Globalizing Hollywood – Doing It Right and Doing It Wrong

Two very interesting examples of Hollywood’s approaches to globalization in the news recently, one very smart and positive, one achingly stupid. But I think the two symbolize the good and the bad of how media companies are trying to figure out the future of their businesses.

First, the good. From Variety, an article about how Fox has been stepping up its international productions (behind the world’s most useless paywall). Through a division called Fox International Productions (creative name), Fox has been producing and co-producing movies in Spain, Germany, China, Russia, India and more. Why did Fox become so enthusiastic about international productions? The article quotes Fox International Productions president Sanford Panitch:

“The weekend the movie [JUMPER] opened, I remember getting an email from Fox Korea, where the film was one of the highest openings ever. But we were still No. 2 for the weekend. I thought, ‘How is that possible?’ Sure enough, a local Korean film, ‘The Chaser,’ was No. 1,” said Panitch.

So Panitch and Fox started to look all over the world, particularly in markets with strong local movies:

One of his first deals: He signed with “Chaser” director Hong-jin Na to direct Korean local-language production “The Yellow Sea.”
Panitch constantly watches videos of foreign movies, and often touches base with Fox’s network of foreign offices (there are 28 in all). He’s primarily focused on territories where local films dominate, such as India, Japan, France, Germany, Spain, South Korea, Italy and the U.K. He’s particularly focused on Italy these days. “I’m on the road a lot. I’m home from Hong Kong on Thursday, and leave for Russia on Sunday. I was in Japan every six weeks for a year. I’ve gotten these terrific development people,” Panitch says.

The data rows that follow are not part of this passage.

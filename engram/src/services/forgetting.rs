use std::sync::Arc;

use chrono::Utc;

use crate::error::Result;
use crate::store::FactStore;

pub const EXPIRY_FORGET_REASON: &str = "auto-forgotten: expired";

/// Periodic soft-delete of facts past their expiry. Driven on an interval by
/// the daemon; `run_once` is also callable directly for tests and manual
/// sweeps.
pub struct ForgettingSweeper {
    store: Arc<dyn FactStore>,
}

impl ForgettingSweeper {
    pub fn new(store: Arc<dyn FactStore>) -> Self {
        Self { store }
    }

    /// Forget every fact whose `expires_at` has passed. A failure on one fact
    /// is logged and does not stop the sweep. Returns the number forgotten.
    pub async fn run_once(&self) -> Result<usize> {
        let candidates = self.store.get_expiry_candidates(Utc::now()).await?;
        if candidates.is_empty() {
            return Ok(0);
        }

        let mut forgotten = 0;
        for fact in candidates {
            match self
                .store
                .forget_fact(&fact.id, Some(EXPIRY_FORGET_REASON))
                .await
            {
                Ok(()) => {
                    tracing::debug!(fact_id = %fact.id, "Expired fact forgotten");
                    forgotten += 1;
                }
                Err(e) => {
                    tracing::warn!(fact_id = %fact.id, error = %e, "Failed to forget expired fact");
                }
            }
        }

        tracing::info!(count = forgotten, "Forgetting sweep complete");
        Ok(forgotten)
    }
}

#[cfg(test)]
mod tests {
    use super::*;
    use crate::models::MemoryFact;
    use crate::store::InMemoryBackend;
    use chrono::Duration;

    #[tokio::test]
    async fn test_sweeps_only_expired_facts() {
        let store = Arc::new(InMemoryBackend::new());

        let mut expired = MemoryFact::new("f1".into(), "u1".into(), "Standup at 2026-01-05".into());
        expired.expires_at = Some(Utc::now() - Duration::days(1));
        store.create_fact(&expired).await.unwrap();

        let mut upcoming = MemoryFact::new("f2".into(), "u1".into(), "Offsite at 2099-06-01".into());
        upcoming.expires_at = Some(Utc::now() + Duration::days(30));
        store.create_fact(&upcoming).await.unwrap();

        let permanent = MemoryFact::new("f3".into(), "u1".into(), "User lives in Lisbon".into());
        store.create_fact(&permanent).await.unwrap();

        let sweeper = ForgettingSweeper::new(store.clone());
        assert_eq!(sweeper.run_once().await.unwrap(), 1);

        let f1 = store.get_fact_by_id("f1").await.unwrap().unwrap();
        assert!(f1.is_forgotten);
        assert_eq!(f1.forget_reason.as_deref(), Some(EXPIRY_FORGET_REASON));

        assert!(!store.get_fact_by_id("f2").await.unwrap().unwrap().is_forgotten);
        assert!(!store.get_fact_by_id("f3").await.unwrap().unwrap().is_forgotten);
    }

    #[tokio::test]
    async fn test_sweep_is_idempotent() {
        let store = Arc::new(InMemoryBackend::new());
        let mut expired = MemoryFact::new("f1".into(), "u1".into(), "Old deadline".into());
        expired.expires_at = Some(Utc::now() - Duration::hours(1));
        store.create_fact(&expired).await.unwrap();

        let sweeper = ForgettingSweeper::new(store.clone());
        assert_eq!(sweeper.run_once().await.unwrap(), 1);
        // already forgotten: no longer an expiry candidate
        assert_eq!(sweeper.run_once().await.unwrap(), 0);
    }
}
//! Query-time behavior through the search service: ranking order, history
//! mode, filters, and the embedding cache.

mod common;

use engram::models::{FilterCondition, SearchFactsRequest, SearchFilters};
use engram::models::IngestRequest;
use pretty_assertions::assert_eq;
use serde_json::json;

fn query(q: &str) -> SearchFactsRequest {
    SearchFactsRequest {
        q: q.to_string(),
        ..SearchFactsRequest::default()
    }
}

fn ingest(text: &str) -> IngestRequest {
    IngestRequest {
        text: text.to_string(),
        force_is_core: None,
        tags: Vec::new(),
        source_doc_id: None,
    }
}

#[tokio::test]
async fn test_search_returns_relevant_facts_first() {
    let (engine, _store, _server) = common::test_engine().await;

    engine
        .ingest
        .extract_and_save("u1", ingest("I live in Lisbon. I'm allergic to peanuts."))
        .await
        .unwrap();

    let response = engine.search.search("u1", query("lisbon city")).await.unwrap();
    assert!(response.total >= 1);
    assert_eq!(response.results[0].content, "User lives in Lisbon");
    assert!(response.results[0].score > 0.0);
}

#[tokio::test]
async fn test_search_is_owner_scoped() {
    let (engine, _store, _server) = common::test_engine().await;

    engine
        .ingest
        .extract_and_save("u1", ingest("I live in Lisbon."))
        .await
        .unwrap();

    let response = engine.search.search("u2", query("lisbon")).await.unwrap();
    assert_eq!(response.total, 0);
}

#[tokio::test]
async fn test_superseded_versions_hidden_unless_history_requested() {
    let (engine, _store, _server) = common::test_engine().await;

    engine
        .ingest
        .extract_and_save("u1", ingest("Our revenue target is $5M."))
        .await
        .unwrap();
    engine
        .ingest
        .extract_and_save("u1", ingest("Our revenue target is now $6.2M."))
        .await
        .unwrap();

    let response = engine
        .search
        .search("u1", query("revenue target"))
        .await
        .unwrap();
    assert_eq!(response.total, 1);
    assert_eq!(response.results[0].content, "Revenue target is $6.2M");
    assert!(response.results[0].is_latest);

    let mut with_history = query("revenue target");
    with_history.include_history = Some(true);
    let response = engine.search.search("u1", with_history).await.unwrap();
    assert_eq!(response.total, 2);
    // the superseded version ranks below the current one
    assert_eq!(response.results[0].content, "Revenue target is $6.2M");
    assert_eq!(response.results[1].content, "Revenue target is $5M");
    assert!(response.results[0].score > response.results[1].score);
}

#[tokio::test]
async fn test_forgotten_facts_never_surface() {
    let (engine, _store, _server) = common::test_engine().await;

    let saved = engine
        .ingest
        .extract_and_save("u1", ingest("I live in Lisbon."))
        .await
        .unwrap();
    engine
        .facts
        .forget(&saved.facts[0].id, Some("user request"))
        .await
        .unwrap();

    let response = engine.search.search("u1", query("lisbon")).await.unwrap();
    assert_eq!(response.total, 0);
}

#[tokio::test]
async fn test_declarative_filters_narrow_results_and_fail_open() {
    let (engine, _store, _server) = common::test_engine().await;

    engine
        .ingest
        .extract_and_save("u1", ingest("I live in Lisbon. I work at Acme Corp."))
        .await
        .unwrap();

    let mut filtered = query("lisbon acme");
    filtered.filters = Some(SearchFilters {
        and: Some(vec![FilterCondition {
            key: "content".to_string(),
            value: json!("Lisbon"),
            negate: None,
            filter_type: Some("string_contains".to_string()),
            numeric_operator: None,
            case_insensitive: None,
        }]),
        or: None,
    });
    let response = engine.search.search("u1", filtered).await.unwrap();
    assert_eq!(response.total, 1);
    assert_eq!(response.results[0].content, "User lives in Lisbon");

    // an unknown filter type must not reject anything
    let mut open = query("lisbon acme");
    open.filters = Some(SearchFilters {
        and: Some(vec![FilterCondition {
            key: "content".to_string(),
            value: json!("x"),
            negate: None,
            filter_type: Some("fuzzy_match".to_string()),
            numeric_operator: None,
            case_insensitive: None,
        }]),
        or: None,
    });
    let open_response = engine.search.search("u1", open).await.unwrap();
    assert!(open_response.total >= 2);
}

#[tokio::test]
async fn test_rerank_request_ignored_unless_enabled_in_config() {
    let (engine, _store, _server) = common::test_engine().await;

    engine
        .ingest
        .extract_and_save("u1", ingest("I live in Lisbon."))
        .await
        .unwrap();

    // the config carries no rerank toggle, so the per-request flag is a no-op
    let request = SearchFactsRequest {
        rerank: Some(true),
        ..query("lisbon")
    };
    let response = engine.search.search("u1", request).await.unwrap();
    assert!(response.total >= 1);
    assert!(response.results.iter().all(|r| r.rerank_score.is_none()));
}

#[tokio::test]
async fn test_query_embedding_cache_serves_repeat_queries() {
    let (engine, _store, server) = common::test_engine().await;

    engine
        .ingest
        .extract_and_save("u1", ingest("I live in Lisbon."))
        .await
        .unwrap();
    let requests_after_ingest = server.received_requests().await.unwrap().len();

    engine.search.search("u1", query("lisbon")).await.unwrap();
    engine.search.search("u1", query("lisbon")).await.unwrap();
    engine.search.search("u1", query("LISBON  ")).await.unwrap();

    let total_requests = server.received_requests().await.unwrap().len();
    // three searches, one embedding call: the cache key is trimmed+lowercased
    assert_eq!(total_requests - requests_after_ingest, 1);
}

#[tokio::test]
async fn test_empty_query_is_rejected() {
    let (engine, _store, _server) = common::test_engine().await;
    assert!(engine.search.search("u1", query("   ")).await.is_err());
}

#[tokio::test]
async fn test_limit_truncates() {
    let (engine, _store, _server) = common::test_engine().await;

    engine
        .ingest
        .extract_and_save(
            "u1",
            ingest("I live in Lisbon. I work at Acme Corp. I'm allergic to peanuts."),
        )
        .await
        .unwrap();

    let mut limited = query("lisbon acme peanuts");
    limited.limit = Some(1);
    let response = engine.search.search("u1", limited).await.unwrap();
    assert_eq!(response.results.len(), 1);
}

Which I think is great. Over and over again, countries that have strong local movie industries tend to have strong overall film industries. Look at Korea, where foreign movies went from 75 percent of the market to less than 50 percent over the past decade (sometimes under 40 percent). But over that same period, the Korean movie market more than quadrupled; Hollywood does not dominate Korea anymore, but it makes a lot more money now. So if Hollywood wants to help spur local production, I think that is a positive thing for everyone.

And now the bad. Or, rather, the very, very stupid. Hollywood is threatening to stop distributing DVDs in Spain because of all the online piracy over here. Yes, some people’s solution to piracy is actually to make their product harder to access legitimately.

The similarities with Korea are quite interesting. Says this LA Times article:

Spain is on the verge of becoming the second country in which piracy has ravaged what was once a robust business. In 2008, the last of the major studios shut down their operations in South Korea for the same reason.

In addition, online piracy is not against the law in Spain unless it is done for profit, very similar to the position the courts in Korea have taken repeatedly over the years. And, surprise surprise, neither country has an iTunes store, making it all the more difficult to watch movies online legitimately.

But the big lesson Korea teaches is that people ARE completely willing to buy content online when given the opportunity and the right business models. Koreans have been spending more money for online music than offline for five or six years now. However, media companies cannot expect to continue as before. As the Internet Manifesto states, “Tradition is not a business model” (declaration No. 12).

In short, if you want to succeed in the modern age of the Internet and globalization, you need to localize and you need to adapt. Neither bludgeoning nor whining get you anywhere.